淋巴管新生和重塑是肿瘤发生淋巴转移的主要方式之一，其为肿瘤细胞提供了进入区域淋巴结的主要通道。而肿瘤细胞通过新生淋巴管转移至淋巴结被视为肿瘤转移的预后指标，抑制肿瘤的淋巴管新生被认为是抑制肿瘤转移的有效方式，亦是肿瘤治疗的重要靶点［7］。VEGFs家族是肿瘤血管新生与淋巴管新生的重要调控因子，肿瘤细胞分泌的VEGF-C与HLEC细胞表面的特异性受体VEGFR-3结合后，激活丝氨酸/苏氨酸激酶AKT和ERK并使之入核，上调MMP-2、MMP-9的表达，以调控HLEC细胞的增殖和迁移，进而引起肿瘤转移［2］。MMP-2和MMP-9同时可诱导VEGF-A的表达，VEGF-A是目前最强的促肿瘤血管新生的细胞因子，其与血管内皮细胞特异性受体VEGFR-2结合后可增强血管通透性、促使细胞外基质变性、增强血管内皮细胞迁移、增殖和血管形成等，进而促进肿瘤的发展及转移［4，8-10］。前期研究已表明JXY具有通过调控VEGF-A及VEGFR-2的表达，从而抑制体内外肝癌血管新生的作用［11］。鉴于VEGF家族及其受体在肿瘤生长及转移中的核心调控作用，本研究进一步进行了JXY对肝癌淋巴管新生的影响研究，为模拟肿瘤微环境，以VEGF-C刺激的HLEC细胞为模型，经JXY干预后结果表明，JXY显著抑制了体外HLEC的淋巴管生成，同时显著下调了VEGFR-3和MMP-2、MMP-9的表达。

据报道，MMP-2和MMP-9能够通过激活特定的细胞受体和生长因子将靶细胞从细胞外基质中释放出来，从而调节细胞的增殖、凋亡和迁移［8］。同时，MMP-2和MMP-9可增强肿瘤细胞抵抗微环境中淋巴细胞对其诱导的凋亡。

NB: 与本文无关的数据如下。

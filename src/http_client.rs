use once_cell::sync::Lazy;
use reqwest::{Client, Response};
use std::time::Duration;
use thiserror::Error;

const TIMEOUT_SECONDS: u64 = 15;

const USER_AGENT: &str = "Mozilla/5.0 (Windows NT 10.0; Win64; x64) AppleWebKit/537.36 (KHTML, like Gecko) Chrome/138.0.0.0 Safari/537.36 (PlayerPage Admin)";

/// 全局 HTTP 客户端
pub static HTTP_CLIENT: Lazy<Client> = Lazy::new(|| {
    Client::builder()
        .timeout(Duration::from_secs(TIMEOUT_SECONDS))
        .user_agent(USER_AGENT)
        .gzip(true)
        .brotli(true)
        .build()
        .expect("Failed to create HTTP client")
});

#[derive(Debug, Error)]
pub enum HttpClientError {
    #[error("请求超时")]
    Timeout,
    #[error("请求失败: {0}")]
    RequestFailed(String),
    #[error("响应异常状态码: {0}")]
    BadStatus(u16),
    #[error("响应解析失败: {0}")]
    Decode(String),
}

impl HttpClientError {
    /// 上游返回 404
    pub fn is_not_found(&self) -> bool {
        matches!(self, HttpClientError::BadStatus(404))
    }
}

/// GET 请求
pub async fn get(url: &str) -> Result<Response, HttpClientError> {
    let response = HTTP_CLIENT
        .get(url)
        .header("Accept-Language", "es-ES,es;q=0.9,en;q=0.8")
        .send()
        .await
        .map_err(|e| {
            if e.is_timeout() {
                HttpClientError::Timeout
            } else {
                HttpClientError::RequestFailed(e.to_string())
            }
        })?;

    if !response.status().is_success() {
        return Err(HttpClientError::BadStatus(response.status().as_u16()));
    }

    Ok(response)
}

/// GET 请求并返回文本
pub async fn get_text(url: &str) -> Result<String, HttpClientError> {
    let response = get(url).await?;
    response
        .text()
        .await
        .map_err(|e| HttpClientError::RequestFailed(e.to_string()))
}

/// GET 请求并返回 JSON
pub async fn get_json<T: serde::de::DeserializeOwned>(url: &str) -> Result<T, HttpClientError> {
    let response = get(url).await?;
    response
        .json()
        .await
        .map_err(|e| HttpClientError::Decode(e.to_string()))
}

应用MMP-2和MMP-9的抑制剂与细胞因子TNF-α及TNF受体样凋亡诱导配体具有协同促凋亡作用，可增强化疗药物的细胞毒性［12-13］。

本研究表明JXY不仅抑制HLEC模型细胞MMP-2、MMP-9的表达，同时促进了HLEC细胞的凋亡，抑制了HLEC细胞的迁移，这可能与前期报道的JXY增强5-FU化疗效果有直接相关性。结合前期研究结果，JXY具有显著抑制VEGFs及其受体的作用，而VEGF家族在调控肿瘤血管新生及淋巴管新生中均起着核心作用，通过抑制其特异性受体的表达及对MMPs蛋白的调控，抑制了细胞外基质的变性及血管内皮细胞、HLEC细胞的增殖及迁移，诱导了凋亡，从而达到抑制肿瘤转移的目的。针对JXY抑制肿瘤转移的具体信号通路有待进一步阐明。